Director's Corner

27 October 2005


Barry Barish

Last week I discussed the recommendation from Snowmass for the baseline electron source to be used for the linear collider reference design, and today I will briefly discuss the more challenging positron source. One of the consequences of having made the choice of superconducting RF technology for the main linac of the linear collider is that the machine pulse structure is such that more electrons and positrons are required per bunch. In fact, the resulting requirement is for 2 1010particles for 2820 bunches per pulse or half that for 5600 bunches per pulse. This is a quite challenging requirement for positron production, although it does appear possible.

Three candidate schemes for positron production have been proposed: a helical undulator- based source; a conventional source; and a laser Compton based source. All three were presented, discussed and compared at Snowmass. The pluses and minuses of the three schemes make the choice a difficult one; however, after considerable discussion a set of recommendations were made by the end of the workshop. Those recommendations are now under discussion and consideration, and we expect that a final decision for the baseline positron source will be made at the Frascati GDE meeting in December.

At Snowmass, Working Group 3a (chaired by by M. Kuriki, J. Clarke, J. Sheppard and P. Piot) concluded that both the schemes using an undulator and the ones using a conventional sources are mature enough to be considered as candidates for the baseline. In the end, the undulator was recommended primarily because it had more margin of safety to reach the required positron intensity. This analysis resulted in a recommendation that the baseline be a helical undulator-based system, and the conventional source should be made a backup with no further R&D on it proposed. The third scheme, the Compton based source was considered promising and it was recommended that it should become an alternative to the undulator, to be considered after further R&D is performed.

Although there are many possible configurations for an undulator based system, the general arrangement proposed at Snowmass uses a 65 m long helical undulator placed at the end of the ILC electron linac. The accelerated electron beam passes through this undulator at 250 GeV and generates circularly polarized photons that in turn produce electron positron pairs in a thin rotating Ti target. The positrons are collected, accelerated up to 5 GeV and transported to the damping ring. The proposed design yields ~1.5 positrons into the damping ring per electron that pass through the undulator giving some safety margin.

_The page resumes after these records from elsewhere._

//! Error types for pagereaper
//!
//! This module defines the error hierarchy for the whole engine.
//! All public APIs return `Result<T, Error>` where Error is defined here.
//!
//! Transport failures (`Http`, `Timeout`, `HttpStatus`) are what the retrying
//! executor sees. Once retries are exhausted they are wrapped in one of the
//! two classified variants, [`Error::Recoverable`] or [`Error::Fatal`], and
//! only those two ever reach a consumer from a fetch.

use thiserror::Error;

/// The main error type for pagereaper
#[derive(Error, Debug)]
pub enum Error {
    // ============================================================================
    // Configuration Errors
    // ============================================================================
    /// Catalog or option error
    #[error("Configuration error: {message}")]
    Config {
        /// What is wrong
        message: String,
    },

    /// A single field holds an unusable value
    #[error("Invalid config value for '{field}': {message}")]
    InvalidConfigValue {
        /// Offending field or argument
        field: String,
        /// Why it was rejected
        message: String,
    },

    /// Traversal path names a source the catalog lacks
    #[error("Source '{name}' not found in catalog")]
    SourceNotFound {
        /// Requested source name
        name: String,
    },

    // ============================================================================
    // Transport Errors
    // ============================================================================
    /// Connection or protocol failure
    #[error("HTTP request failed: {0}")]
    Http(#[from] reqwest::Error),

    /// Non-2xx response
    #[error("HTTP {status}: {body}")]
    HttpStatus {
        /// Response status code
        status: u16,
        /// Redacted, truncated response body
        body: String,
    },

    /// Request exceeded the transport timeout
    #[error("Request timeout after {timeout_ms}ms")]
    Timeout {
        /// Configured timeout in milliseconds
        timeout_ms: u64,
    },

    /// Request URL could not be parsed
    #[error("Invalid URL: {0}")]
    InvalidUrl(#[from] url::ParseError),

    // ============================================================================
    // Classified API Errors
    // ============================================================================
    /// One unit of work failed after retries; the job as a whole may go on
    #[error("Recoverable API error: {source}")]
    Recoverable {
        /// Last transport failure
        #[source]
        source: Box<Error>,
    },

    /// The job must stop
    #[error("Fatal API error: {source}")]
    Fatal {
        /// Failure that stopped the job
        #[source]
        source: Box<Error>,
    },

    // ============================================================================
    // Data Processing Errors
    // ============================================================================
    /// Records could not be read from a page
    #[error("Failed to extract records from path '{path}': {message}")]
    RecordExtraction {
        /// Dotted records path
        path: String,
        /// What was found instead
        message: String,
    },

    /// Response body is not usable JSON
    #[error("Failed to decode response: {message}")]
    Decode {
        /// Decoder message
        message: String,
    },

    // ============================================================================
    // Template Errors
    // ============================================================================
    /// Malformed or unsupported placeholder
    #[error("Template error: {message}")]
    Template {
        /// What is wrong
        message: String,
    },

    /// Placeholder refers to a value that was not supplied
    #[error("Undefined variable in template: {variable}")]
    UndefinedVariable {
        /// Placeholder name, such as `auth.access_token`
        variable: String,
    },

    // ============================================================================
    // Generic Errors
    // ============================================================================
    /// Anything else
    #[error("{0}")]
    Other(String),
}

/// Severity of a classified failure
#[derive(Debug, Clone, Copy, PartialEq, Eq)]
pub enum Severity {
    /// Skip one unit of work and keep going
    Recoverable,
    /// Stop the traversal
    Fatal,
}

impl Error {
    /// Create a config error
    pub fn config(message: impl Into<String>) -> Self {
        Self::Config {
            message: message.into(),
        }
    }

    /// Create an invalid config value error
    pub fn invalid_value(field: impl Into<String>, message: impl Into<String>) -> Self {
        Self::InvalidConfigValue {
            field: field.into(),
            message: message.into(),
        }
    }

    /// Create an HTTP status error
    pub fn http_status(status: u16, body: impl Into<String>) -> Self {
        Self::HttpStatus {
            status,
            body: body.into(),
        }
    }

    /// Create a decode error
    pub fn decode(message: impl Into<String>) -> Self {
        Self::Decode {
            message: message.into(),
        }
    }

    /// Create a record extraction error
    pub fn extraction(path: impl Into<String>, message: impl Into<String>) -> Self {
        Self::RecordExtraction {
            path: path.into(),
            message: message.into(),
        }
    }

    /// Create a template error
    pub fn template(message: impl Into<String>) -> Self {
        Self::Template {
            message: message.into(),
        }
    }

    /// Create an undefined variable error
    pub fn undefined_var(variable: impl Into<String>) -> Self {
        Self::UndefinedVariable {
            variable: variable.into(),
        }
    }

    /// Create a source-not-found error
    pub fn source_not_found(name: impl Into<String>) -> Self {
        Self::SourceNotFound { name: name.into() }
    }

    /// Wrap an error as recoverable
    pub fn recoverable(source: Error) -> Self {
        Self::Recoverable {
            source: Box::new(source),
        }
    }

    /// Wrap an error as fatal. An already fatal error is returned unchanged,
    /// a recoverable one is promoted.
    pub fn fatal(source: Error) -> Self {
        match source {
            Self::Fatal { .. } => source,
            Self::Recoverable { source } => Self::Fatal { source },
            other => Self::Fatal {
                source: Box::new(other),
            },
        }
    }

    /// Check if this error is a transient transport failure worth retrying
    pub fn is_retryable(&self) -> bool {
        match self {
            Error::Http(e) => e.is_connect() || e.is_timeout() || e.is_request(),
            Error::Timeout { .. } | Error::HttpStatus { .. } => true,
            _ => false,
        }
    }

    /// Check if this error may be skipped by a combinator
    pub fn is_recoverable(&self) -> bool {
        matches!(self, Self::Recoverable { .. })
    }

    /// Check if this error must end the traversal
    pub fn is_fatal(&self) -> bool {
        matches!(self, Self::Fatal { .. })
    }

    /// Severity of a classified error, `None` for unclassified ones
    pub fn severity(&self) -> Option<Severity> {
        match self {
            Self::Recoverable { .. } => Some(Severity::Recoverable),
            Self::Fatal { .. } => Some(Severity::Fatal),
            _ => None,
        }
    }

    /// Underlying cause of a classified error
    pub fn cause(&self) -> &Error {
        match self {
            Self::Recoverable { source } | Self::Fatal { source } => source.cause(),
            other => other,
        }
    }

    /// HTTP status of the underlying cause, if any
    pub fn status(&self) -> Option<u16> {
        match self.cause() {
            Self::HttpStatus { status, .. } => Some(*status),
            Self::Http(e) => e.status().map(|s| s.as_u16()),
            _ => None,
        }
    }
}

/// Result type alias for pagereaper
pub type Result<T> = std::result::Result<T, Error>;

An advantage of the helical undulator over the conventional source is that ~60% polarization can be achieved without a major upgrade, while the path to develop polarized positrons for the conventional source is uncertain. Finally, in order to maintain sufficient availability for the accelerator complex using an undulator source, it is proposed to incorporate a 'keep-alive' beam using a conventional source to allow tuning of the rest of the machine while the undulator is down. I will discuss the alternative Compton based source at another time.